Uncle Stash had given me directions to where Helen stayed. I’d corrected him on the phone, saying that he must have meant where she lived. No, he’d said, where she stayed since giving up her apartment to move to Florida with him.
Helen sure didn’t let any grass grow under her feet.
I pulled into the parking lot of the Family Suites. It was a small complex on the Hartford side of town where people rented efficiency apartments for a month at a time. The parking lot wrapped around the back of the building. Helen’s place was on the first floor at the far end of the unit. Past a snow-covered wrought-iron patio set, I could see my Uncle Stash sitting on the living room couch through the French doors. The curtains hadn’t been pulled, but the parking lot bordered the woods, so I guessed not many folks came back here.
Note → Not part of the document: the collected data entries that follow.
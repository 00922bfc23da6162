//! The runtime module: a developer implementation plus user-bound state.
//!
//! `Module` is the unit callers hold: it owns the runtime core (bound
//! inputs, submodule bindings, lock and memoization flags, the shared
//! per-implementation-type cache) and dispatches typed calls through
//! property types. A module is ready when every non-optional input has a
//! value and every submodule slot is bound to a ready module; running locks
//! the whole subtree.

mod base;
mod core;
mod lambda;

pub use base::{ModuleBase, ModuleDeclaration, TypeKey};
pub use lambda::{lambda_module, LambdaModule};

use std::cell::RefCell;
use std::collections::BTreeSet;
use std::fmt;
use std::rc::Rc;
use std::sync::Arc;

use crate::cache::SharedCache;
use crate::errors::{EngineError, EngineResult};
use crate::fields::{FieldMap, InputMap, ModuleInput, ResultMap};
use crate::hashing::HashValue;
use crate::property_type::{self, PropertyType, PtKey};
use crate::submodule::SubmoduleRequest;

use self::core::ModuleCore;

/// Shared handle to a module, as held by managers and submodule slots.
pub type SharedModule = Rc<RefCell<Module>>;

/// A ready-to-wire computation unit.
pub struct Module {
    core: Box<ModuleCore>,
}

impl Module {
    /// Wrap an implementation with a cache shared by every module of the
    /// same implementation type.
    ///
    /// # Errors
    ///
    /// *bad-type* when the implementation's declaration does not cover the
    /// fields of every property type it claims to satisfy.
    pub fn new(base: Arc<dyn ModuleBase>, cache: SharedCache) -> EngineResult<Self> {
        Ok(Module {
            core: Box::new(ModuleCore::new(base, cache)?),
        })
    }

    /// Identity of the wrapped implementation.
    pub fn type_key(&self) -> TypeKey {
        self.core.type_key()
    }

    /// Unqualified implementation name, for messages and documentation.
    pub fn implementation_name(&self) -> String {
        self.core.type_key().short_name()
    }

    pub fn description(&self) -> Option<&str> {
        self.core.description()
    }

    pub fn citations(&self) -> &[String] {
        self.core.citations()
    }

    /// Property types this module's implementation satisfies.
    pub fn property_types(&self) -> &[PtKey] {
        self.core.property_types()
    }

    /// The bound input map.
    pub fn inputs(&self) -> &InputMap {
        self.core.inputs()
    }

    /// The declared result schema.
    pub fn results(&self) -> &ResultMap {
        self.core.results()
    }

    /// The submodule slots.
    pub fn submods(&self) -> &FieldMap<SubmoduleRequest> {
        self.core.submods()
    }

    /// Mutable access to a bound input.
    ///
    /// # Errors
    ///
    /// *locked* while the module is locked; *unknown-key* for an undeclared
    /// input.
    pub fn input_mut(&mut self, key: &str) -> EngineResult<&mut ModuleInput> {
        self.core.input_mut(key)
    }

    /// Bind a value to a declared input.
    pub fn change_input<T: crate::any::FieldPayload>(
        &mut self,
        key: &str,
        value: T,
    ) -> EngineResult<()> {
        self.core
            .input_mut(key)?
            .change(value)
            .map_err(|err| err.with_field(key))
    }

    /// Bind a module into a declared submodule slot.
    ///
    /// # Errors
    ///
    /// *locked*, *unknown-key*, or *pt-unsatisfied*.
    pub fn change_submod(&mut self, key: &str, module: SharedModule) -> EngineResult<()> {
        self.core.change_submod(key, module)
    }

    /// Every non-optional input has a value and every submodule slot is
    /// bound to a ready module.
    pub fn ready(&self) -> bool {
        self.core.ready_impl(&mut BTreeSet::new())
    }

    /// Readiness under hypothetical call-time inputs.
    pub fn ready_with(&self, call_inputs: &InputMap) -> bool {
        self.core.ready_with(call_inputs)
    }

    /// Recursively lock this module and every bound submodule.
    pub fn lock(&mut self) -> EngineResult<()> {
        self.core.lock_impl(&mut BTreeSet::new())
    }

    /// Clear this module's locked flag (children stay as they are: a shared
    /// submodule may be locked under another parent).
    pub fn unlock(&mut self) {
        self.core.unlock()
    }

    pub fn locked(&self) -> bool {
        self.core.locked()
    }

    pub fn is_memoizable(&self) -> bool {
        self.core.is_memoizable()
    }

    pub fn turn_on_memoization(&mut self) -> EngineResult<()> {
        self.core.turn_on_memoization()
    }

    pub fn turn_off_memoization(&mut self) -> EngineResult<()> {
        self.core.turn_off_memoization()
    }

    /// Run with a named input map. See the crate docs for the merge,
    /// validate, lock, hash, cache, dispatch sequence.
    pub fn run(&mut self, call_inputs: InputMap) -> EngineResult<ResultMap> {
        self.core.run(call_inputs)
    }

    /// Typed dispatch through property type `PT`: positional arguments are
    /// packed into the named form, the module runs, and `PT`'s declared
    /// results are read back out positionally.
    ///
    /// # Errors
    ///
    /// *pt-unsatisfied* when the implementation does not declare `PT`;
    /// otherwise whatever `run` surfaces.
    pub fn run_as<PT: PropertyType>(&mut self, args: PT::Inputs) -> EngineResult<PT::Results> {
        if !self.property_types().contains(&PT::key()) {
            return Err(EngineError::PtUnsatisfied {
                name: self.implementation_name(),
                property_type: PT::key().short_name(),
            });
        }
        let call_inputs = property_type::wrap_inputs::<PT>(args)?;
        let results = self.run(call_inputs)?;
        property_type::unwrap_results::<PT>(&results)
    }

    /// The context hash a run with these inputs would be memoized under.
    pub fn context_hash(&self, call_inputs: &InputMap) -> EngineResult<HashValue> {
        self.core.context_hash(call_inputs)
    }

    /// Whether a run with these inputs is already memoized.
    pub fn is_cached(&self, call_inputs: &InputMap) -> bool {
        self.core.is_cached(call_inputs)
    }

    /// Evict the primary cache tier shared by this implementation type.
    pub fn reset_cache(&self) {
        self.core.reset_cache()
    }

    /// Timing data for this module and all submodules, as a formatted
    /// string.
    pub fn profile_info(&self) -> String {
        self.core.profile_info()
    }

    /// Deep copy with the locked flag cleared. Inputs and submodule
    /// bindings are preserved; the copy shares the per-type cache.
    pub fn unlocked_copy(&self) -> Module {
        let mut core = self.core.clone();
        core.unlock();
        Module { core }
    }

    pub(crate) fn ready_impl(&self, visited: &mut BTreeSet<usize>) -> bool {
        self.core.ready_impl(visited)
    }

    pub(crate) fn lock_impl(&mut self, visited: &mut BTreeSet<usize>) -> EngineResult<()> {
        self.core.lock_impl(visited)
    }

    pub(crate) fn context_hash_with(
        &self,
        visited: &mut BTreeSet<usize>,
    ) -> EngineResult<HashValue> {
        self.core.context_hash_with(visited)
    }

    /// Wrap a module for sharing with managers and submodule slots.
    pub fn into_shared(self) -> SharedModule {
        Rc::new(RefCell::new(self))
    }
}

impl Clone for Module {
    /// Deep copy, lockedness included. The per-type cache and submodule
    /// bindings are shared, not duplicated.
    fn clone(&self) -> Self {
        Module {
            core: self.core.clone(),
        }
    }
}

impl PartialEq for Module {
    /// Same algorithm, bound inputs, submodule bindings, lockedness, and
    /// satisfied property types. Stable under copy.
    fn eq(&self, other: &Self) -> bool {
        self.core == other.core
    }
}

impl fmt::Debug for Module {
    fn fmt(&self, f: &mut fmt::Formatter<'_>) -> fmt::Result {
        f.debug_struct("Module")
            .field("implementation", &self.implementation_name())
            .field("locked", &self.locked())
            .field("memoizable", &self.is_memoizable())
            .field("ready", &self.ready())
            .finish()
    }
}
//! ModuleManager tests: registration, lookup, copying, wiring, default
//! resolution, and cache persistence.

mod common;

use std::sync::Arc;

use common::{
    init_tracing, Area, CountingAnswer, FixedAnswer, Prism, PrismVolume, Quantity, Rectangle,
};
use sciflow_engine::fields::InputMap;
use sciflow_engine::{ModuleInput, ModuleManager};

#[test]
fn add_and_lookup_modules() {
    let mut manager = ModuleManager::new();
    manager.add_module("Rectangle", Arc::new(Rectangle)).unwrap();
    assert_eq!(manager.len(), 1);
    assert_eq!(manager.count("Rectangle"), 1);
    assert_eq!(manager.count("rectangle"), 1, "keys are case-insensitive");
    assert_eq!(manager.keys(), vec!["Rectangle".to_string()]);

    let module = manager.at("Rectangle").unwrap();
    assert_eq!(module.borrow().implementation_name(), "Rectangle");
}

#[test]
fn duplicate_keys_and_missing_keys_are_typed_errors() {
    let mut manager = ModuleManager::new();
    manager.add_module("answer", Arc::new(FixedAnswer)).unwrap();
    let err = manager.add_module("Answer", Arc::new(FixedAnswer)).unwrap_err();
    assert_eq!(err.kind(), "already-exists");
    let err = manager.at("nope").unwrap_err();
    assert_eq!(err.kind(), "not-found");
}

#[test]
fn modules_of_one_implementation_share_a_cache() {
    init_tracing();
    let (base, calls) = CountingAnswer::new();
    let mut manager = ModuleManager::new();
    manager.add_module("first", Arc::clone(&base)).unwrap();
    manager.add_module("second", base).unwrap();

    let first = manager.at("first").unwrap();
    first.borrow_mut().run_as::<Quantity>((3,)).unwrap();
    let second = manager.at("second").unwrap();
    let result = second.borrow_mut().run_as::<Quantity>((3,)).unwrap();

    assert_eq!(result, (4,));
    assert_eq!(calls.get(), 1, "second instance hits the shared cache");
}

#[test]
fn copy_module_preserves_state_but_not_locks() {
    let mut manager = ModuleManager::new();
    manager.add_module("original", Arc::new(Rectangle)).unwrap();
    {
        let module = manager.at("original").unwrap();
        let mut borrowed = module.borrow_mut();
        borrowed.change_input("Dimension 1", 2.0f64).unwrap();
        borrowed.change_input("Dimension 2", 3.0f64).unwrap();
        borrowed.lock().unwrap();
    }

    manager.copy_module("original", "copy").unwrap();
    let copy = manager.at("copy").unwrap();
    assert!(!copy.borrow().locked());
    assert_eq!(
        copy.borrow()
            .inputs()
            .at("Dimension 1")
            .unwrap()
            .value::<f64>()
            .unwrap(),
        2.0
    );

    let err = manager.copy_module("original", "copy").unwrap_err();
    assert_eq!(err.kind(), "already-exists");
    let err = manager.copy_module("ghost", "other").unwrap_err();
    assert_eq!(err.kind(), "not-found");
}

#[test]
fn erase_is_silent_for_absent_keys() {
    let mut manager = ModuleManager::new();
    manager.add_module("answer", Arc::new(FixedAnswer)).unwrap();
    manager.erase("answer");
    assert_eq!(manager.len(), 0);
    manager.erase("answer");
}

#[test]
fn change_submod_wires_registered_modules() {
    let mut manager = ModuleManager::new();
    manager.add_module("prism", Arc::new(Prism)).unwrap();
    manager.add_module("rectangle", Arc::new(Rectangle)).unwrap();
    manager.change_submod("prism", "area", "rectangle").unwrap();

    let prism = manager.at("prism").unwrap();
    assert!(prism.borrow().submods().at("area").unwrap().has_module());
}

#[test]
fn change_submod_enforces_the_requested_contract() {
    let mut manager = ModuleManager::new();
    manager.add_module("prism", Arc::new(Prism)).unwrap();
    manager.add_module("answer", Arc::new(FixedAnswer)).unwrap();
    let err = manager.change_submod("prism", "area", "answer").unwrap_err();
    assert_eq!(err.kind(), "pt-unsatisfied");
}

#[test]
fn defaults_auto_bind_with_input_overrides() {
    init_tracing();
    let mut manager = ModuleManager::new();
    manager.add_module("prism", Arc::new(Prism)).unwrap();
    manager.add_module("rectangle", Arc::new(Rectangle)).unwrap();

    // The default rectangle only becomes ready through the recorded input
    // overrides.
    let mut overrides = InputMap::new();
    let mut dim = ModuleInput::new();
    dim.set_type::<f64>().unwrap();
    dim.change(2.0f64).unwrap();
    overrides.insert("Dimension 1", dim.clone());
    let mut dim2 = ModuleInput::new();
    dim2.set_type::<f64>().unwrap();
    dim2.change(3.0f64).unwrap();
    overrides.insert("Dimension 2", dim2);

    manager
        .set_default::<Area>(overrides, "rectangle")
        .unwrap();
    assert_eq!(manager.default_for::<Area>(), Some("rectangle"));

    let prism = manager.at("prism").unwrap();
    assert!(prism.borrow().submods().at("area").unwrap().has_module());
    prism
        .borrow_mut()
        .change_input("Dimensions", vec![1.0f64, 1.0, 2.0])
        .unwrap();
    assert!(prism.borrow().ready());

    let (base, volume) = prism.borrow_mut().run_as::<PrismVolume>((vec![1.0, 1.0, 2.0],)).unwrap();
    assert!((base - 1.0).abs() < 1e-12);
    assert!((volume - 2.0).abs() < 1e-12);
}

#[test]
fn set_default_requires_a_registered_key() {
    let mut manager = ModuleManager::new();
    let err = manager
        .set_default::<Area>(InputMap::new(), "ghost")
        .unwrap_err();
    assert_eq!(err.kind(), "not-found");
}

#[test]
fn saved_caches_survive_into_a_fresh_manager() {
    init_tracing();
    let dir = tempfile::tempdir().unwrap();

    let (base_a, calls_a) = CountingAnswer::new();
    let mut manager_a = ModuleManager::new();
    manager_a.register_type::<i32>();
    manager_a.add_module("answer", base_a).unwrap();
    {
        let module = manager_a.at("answer").unwrap();
        assert_eq!(module.borrow_mut().run_as::<Quantity>((3,)).unwrap(), (4,));
    }
    assert_eq!(calls_a.get(), 1);
    manager_a.save_caches(dir.path()).unwrap();

    // A fresh manager with a fresh implementation instance: the loaded
    // cache answers without invoking the implementation at all.
    let (base_b, calls_b) = CountingAnswer::new();
    let mut manager_b = ModuleManager::new();
    manager_b.register_type::<i32>();
    manager_b.add_module("answer", base_b).unwrap();
    manager_b.load_caches(dir.path()).unwrap();

    let module = manager_b.at("answer").unwrap();
    assert_eq!(module.borrow_mut().run_as::<Quantity>((3,)).unwrap(), (4,));
    assert_eq!(calls_b.get(), 0, "loaded cache served the result");
}

#[test]
fn iteration_follows_registration_order() {
    let mut manager = ModuleManager::new();
    manager.add_module("b", Arc::new(Rectangle)).unwrap();
    manager.add_module("a", Arc::new(Prism)).unwrap();
    let keys: Vec<&str> = manager.iter().map(|(key, _)| key).collect();
    assert_eq!(keys, vec!["b", "a"]);
}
I shut off my car and walked to the front door of #43. I could hear jazz music coming from Helen’s. Okay. Maybe she wasn’t all that bad. But her marrying my uncle still got under my skin. The wind sent my hair flying, reminding me how cold I’d been last night, so I stepped closer to the door and poked at the doorbell.
The chimes had only rung once when the door flew open. Helen stood there, purple hair sprayed like a rubber wig, a rather tight red dress revealing a little pooch of an abdomen, thick black glasses with rhinestone sides, and heels that Peggy never could have maneuvered in.
Guess Helen was young at heart.
“Come in, dear,” she said, moving to the side.
The place was well lit, decorated in monotone beige and had a small kitchenette to the left of the living room. Helen took my black wool coat. I missed my Steelers jacket, but down took a long time to dry.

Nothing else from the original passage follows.